- [What is needed]: In the data below, one line contains "use crate::ui::panels;" and a later one contains "state.toggle_gender(gender);". Print both, with every line between them, exactly and alone.

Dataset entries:

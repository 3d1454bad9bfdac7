use std::collections::BTreeSet;

use super::model::{Customer, Gender};

// ---------------------------------------------------------------------------
// Cleaning: drop outlier / incomplete records
// ---------------------------------------------------------------------------

/// Records with a spending score at or below this are dropped by [`clean`].
pub const MIN_SPENDING_SCORE: u32 = 5;
/// Records with an income (thousands) at or below this are dropped by [`clean`].
pub const MIN_ANNUAL_INCOME: u32 = 10;

/// Result of a cleaning pass.
#[derive(Debug, Clone, PartialEq, Eq)]
pub struct CleanOutcome {
    pub retained: Vec<Customer>,
    pub removed: usize,
}

/// Whether a record survives cleaning.
pub fn passes_clean(c: &Customer) -> bool {
    c.spending_score > MIN_SPENDING_SCORE && c.annual_income > MIN_ANNUAL_INCOME
}

/// Keep only records passing [`passes_clean`], preserving their order.
pub fn clean(customers: &[Customer]) -> CleanOutcome {
    let retained: Vec<Customer> = customers
        .iter()
        .filter(|c| passes_clean(c))
        .cloned()
        .collect();
    let removed = customers.len() - retained.len();
    CleanOutcome { retained, removed }
}

// ---------------------------------------------------------------------------
// Table filter: display-only narrowing in the data view
// ---------------------------------------------------------------------------

/// Which rows the data table shows. Never changes the dataset itself.
#[derive(Debug, Clone, PartialEq, Eq)]
pub struct TableFilter {
    /// Genders to show. Empty means nothing is shown.
    pub genders: BTreeSet<Gender>,
    pub churned_only: bool,
}

impl Default for TableFilter {
    fn default() -> Self {
        Self {
            genders: Gender::ALL.into_iter().collect(),
            churned_only: false,
        }
    }
}

impl TableFilter {
    pub fn toggle_gender(&mut self, gender: Gender) {
        if !self.genders.remove(&gender) {
            self.genders.insert(gender);
        }
    }

    pub fn is_active(&self) -> bool {
        self.churned_only || self.genders.len() != Gender::ALL.len()
    }
}

/// Return indices of customers that pass the table filter, in order.
pub fn filtered_indices(customers: &[Customer], filter: &TableFilter) -> Vec<usize> {
    if filter.genders.is_empty() {
        return Vec::new();
    }
    customers
        .iter()
        .enumerate()
        .filter(|(_, c)| filter.genders.contains(&c.gender))
        .filter(|(_, c)| !filter.churned_only || c.churn)
        .map(|(i, _)| i)
        .collect()
}
use std::fmt;

use serde::{Deserialize, Serialize};

/// Label every generated customer carries until segmentation exists.
pub const DEFAULT_SEGMENT: &str = "General";

// ---------------------------------------------------------------------------
// Gender
// ---------------------------------------------------------------------------

#[derive(Debug, Clone, Copy, PartialEq, Eq, PartialOrd, Ord, Hash, Serialize, Deserialize)]
pub enum Gender {
    Male,
    Female,
}

impl Gender {
    pub const ALL: [Gender; 2] = [Gender::Male, Gender::Female];

    pub fn as_str(self) -> &'static str {
        match self {
            Gender::Male => "Male",
            Gender::Female => "Female",
        }
    }
}

impl fmt::Display for Gender {
    fn fmt(&self, f: &mut fmt::Formatter<'_>) -> fmt::Result {
        f.write_str(self.as_str())
    }
}

// ---------------------------------------------------------------------------
// Customer – one row of the dataset
// ---------------------------------------------------------------------------

/// A single customer record. Never edited after generation.
#[derive(Debug, Clone, PartialEq, Eq, Serialize, Deserialize)]
pub struct Customer {
    /// 1-based position in generation order.
    pub id: u32,
    pub gender: Gender,
    /// Years, 18–69 when produced by the generator.
    pub age: u32,
    /// Thousands of currency units, 15–139 when generated.
    pub annual_income: u32,
    /// Purchasing propensity, 1–100.
    pub spending_score: u32,
    pub churn: bool,
    /// Reserved; always [`DEFAULT_SEGMENT`] today.
    pub segment: Option<String>,
}

impl Customer {
    /// Segment label, falling back to [`DEFAULT_SEGMENT`].
    pub fn segment(&self) -> &str {
        self.segment.as_deref().unwrap_or(DEFAULT_SEGMENT)
    }
}

// ---------------------------------------------------------------------------
// DataStats – aggregate figures over a collection
// ---------------------------------------------------------------------------

/// Summary statistics derived from a customer collection.
///
/// All means and the churn rate are `0.0` for an empty collection.
#[derive(Debug, Clone, Copy, PartialEq, Default, Serialize)]
pub struct DataStats {
    pub total_customers: usize,
    pub avg_age: f64,
    pub avg_income: f64,
    pub avg_spending_score: f64,
    /// Fraction in `[0, 1]`.
    pub churn_rate: f64,
}

// ---------------------------------------------------------------------------
// Breakdowns used by the dashboard and insights views
// ---------------------------------------------------------------------------

/// Fixed age bands for churn analysis.
#[derive(Debug, Clone, Copy, PartialEq, Eq, PartialOrd, Ord, Hash)]
pub enum AgeBand {
    Under30,
    Thirties,
    Forties,
    Fifties,
    SixtyPlus,
}

impl AgeBand {
    pub const ALL: [AgeBand; 5] = [
        AgeBand::Under30,
        AgeBand::Thirties,
        AgeBand::Forties,
        AgeBand::Fifties,
        AgeBand::SixtyPlus,
    ];

    pub fn of(age: u32) -> Self {
        match age {
            0..=29 => AgeBand::Under30,
            30..=39 => AgeBand::Thirties,
            40..=49 => AgeBand::Forties,
            50..=59 => AgeBand::Fifties,
            _ => AgeBand::SixtyPlus,
        }
    }

    pub fn label(self) -> &'static str {
        match self {
            AgeBand::Under30 => "18-29",
            AgeBand::Thirties => "30-39",
            AgeBand::Forties => "40-49",
            AgeBand::Fifties => "50-59",
            AgeBand::SixtyPlus => "60+",
        }
    }
}

/// Count and churn rate of one group of customers.
#[derive(Debug, Clone, Copy, PartialEq, Default)]
pub struct GroupStats {
    pub count: usize,
    pub churn_rate: f64,
    pub avg_spending_score: f64,
}

#[derive(Debug, Clone, PartialEq, Default)]
pub struct Breakdown {
    /// Indexed like [`Gender::ALL`].
    pub by_gender: [GroupStats; 2],
    /// Indexed like [`AgeBand::ALL`].
    pub by_age_band: [GroupStats; 5],
    /// Customers with high income and a high spending score.
    pub high_value: usize,
}

impl Breakdown {
    pub fn gender(&self, gender: Gender) -> &GroupStats {
        &self.by_gender[gender as usize]
    }

    pub fn age_band(&self, band: AgeBand) -> &GroupStats {
        &self.by_age_band[band as usize]
    }
}
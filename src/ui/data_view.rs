use eframe::egui::{self, Align, Layout, RichText, Ui};
use egui_extras::{Column, TableBuilder};

use crate::color::{churn_color, gender_color};
use crate::data::filter::{MIN_ANNUAL_INCOME, MIN_SPENDING_SCORE};
use crate::data::model::Gender;
use crate::state::AppState;
use crate::ui::panels;

// ---------------------------------------------------------------------------
// Data management view
// ---------------------------------------------------------------------------

pub fn data_view(ui: &mut Ui, state: &mut AppState) {
    egui::Frame::group(ui.style()).show(ui, |ui: &mut Ui| {
        ui.set_min_width(ui.available_width());
        ui.strong("Preprocessing");
        ui.label(format!(
            "Cleaning removes records with a spending score of {MIN_SPENDING_SCORE} or less \
             or an annual income of {MIN_ANNUAL_INCOME}k or less."
        ));
        ui.horizontal(|ui: &mut Ui| {
            if ui.button("Clean Data").clicked() {
                state.clean();
            }
            let modified = state.dataset.is_modified();
            if ui
                .add_enabled(modified, egui::Button::new("Reset to Original"))
                .clicked()
            {
                state.reset();
            }
            if ui.button("Export…").clicked() {
                panels::save_file_dialog(state);
            }
        });
    });

    ui.add_space(8.0);
    filter_bar(ui, state);
    ui.add_space(4.0);
    customer_table(ui, state);
}

fn filter_bar(ui: &mut Ui, state: &mut AppState) {
    ui.horizontal(|ui: &mut Ui| {
        ui.strong("Show");
        for gender in Gender::ALL {
            let mut checked = state.table_filter.genders.contains(&gender);
            let text = RichText::new(gender.as_str()).color(gender_color(gender));
            if ui.checkbox(&mut checked, text).changed() {
                state.toggle_gender(gender);
            }
        }
        ui.separator();
        let mut churned_only = state.table_filter.churned_only;
        if ui.checkbox(&mut churned_only, "Churned only").changed() {
            state.set_churned_only(churned_only);
        }
        ui.separator();
        ui.label(format!(
            "{} of {} rows",
            state.visible_indices.len(),
            state.dataset.current().len()
        ));
    });
}

fn customer_table(ui: &mut Ui, state: &AppState) {
    let customers = state.dataset.current();
    let headers = ["ID", "Gender", "Age", "Income (k)", "Score", "Churn", "Segment"];

    TableBuilder::new(ui)
        .striped(true)
        .resizable(true)
        .cell_layout(Layout::left_to_right(Align::Center))
        .columns(Column::auto().at_least(60.0), headers.len() - 1)
        .column(Column::remainder())
        .header(20.0, |mut header| {
            for title in headers {
                header.col(|ui: &mut Ui| {
                    ui.strong(title);
                });
            }
        })
        .body(|body| {
            body.rows(18.0, state.visible_indices.len(), |mut row| {
                let c = &customers[state.visible_indices[row.index()]];
                row.col(|ui: &mut Ui| {
                    ui.label(c.id.to_string());
                });
                row.col(|ui: &mut Ui| {
                    ui.label(RichText::new(c.gender.as_str()).color(gender_color(c.gender)));
                });
                row.col(|ui: &mut Ui| {
                    ui.label(c.age.to_string());
                });
                row.col(|ui: &mut Ui| {
                    ui.label(c.annual_income.to_string());
                });
                row.col(|ui: &mut Ui| {
                    ui.label(c.spending_score.to_string());
                });
                row.col(|ui: &mut Ui| {
                    let text = if c.churn { "Yes" } else { "No" };
                    ui.label(RichText::new(text).color(churn_color(c.churn)));
                });
                row.col(|ui: &mut Ui| {
                    ui.label(c.segment());
                });
            });
        });
}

- [Exercise answer]:
use crate::ui::panels;

// ---------------------------------------------------------------------------
// Data management view
// ---------------------------------------------------------------------------

pub fn data_view(ui: &mut Ui, state: &mut AppState) {
    egui::Frame::group(ui.style()).show(ui, |ui: &mut Ui| {
        ui.set_min_width(ui.available_width());
        ui.strong("Preprocessing");
        ui.label(format!(
            "Cleaning removes records with a spending score of {MIN_SPENDING_SCORE} or less \
             or an annual income of {MIN_ANNUAL_INCOME}k or less."
        ));
        ui.horizontal(|ui: &mut Ui| {
            if ui.button("Clean Data").clicked() {
                state.clean();
            }
            let modified = state.dataset.is_modified();
            if ui
                .add_enabled(modified, egui::Button::new("Reset to Original"))
                .clicked()
            {
                state.reset();
            }
            if ui.button("Export…").clicked() {
                panels::save_file_dialog(state);
            }
        });
    });

    ui.add_space(8.0);
    filter_bar(ui, state);
    ui.add_space(4.0);
    customer_table(ui, state);
}

fn filter_bar(ui: &mut Ui, state: &mut AppState) {
    ui.horizontal(|ui: &mut Ui| {
        ui.strong("Show");
        for gender in Gender::ALL {
            let mut checked = state.table_filter.genders.contains(&gender);
            let text = RichText::new(gender.as_str()).color(gender_color(gender));
            if ui.checkbox(&mut checked, text).changed() {
                state.toggle_gender(gender);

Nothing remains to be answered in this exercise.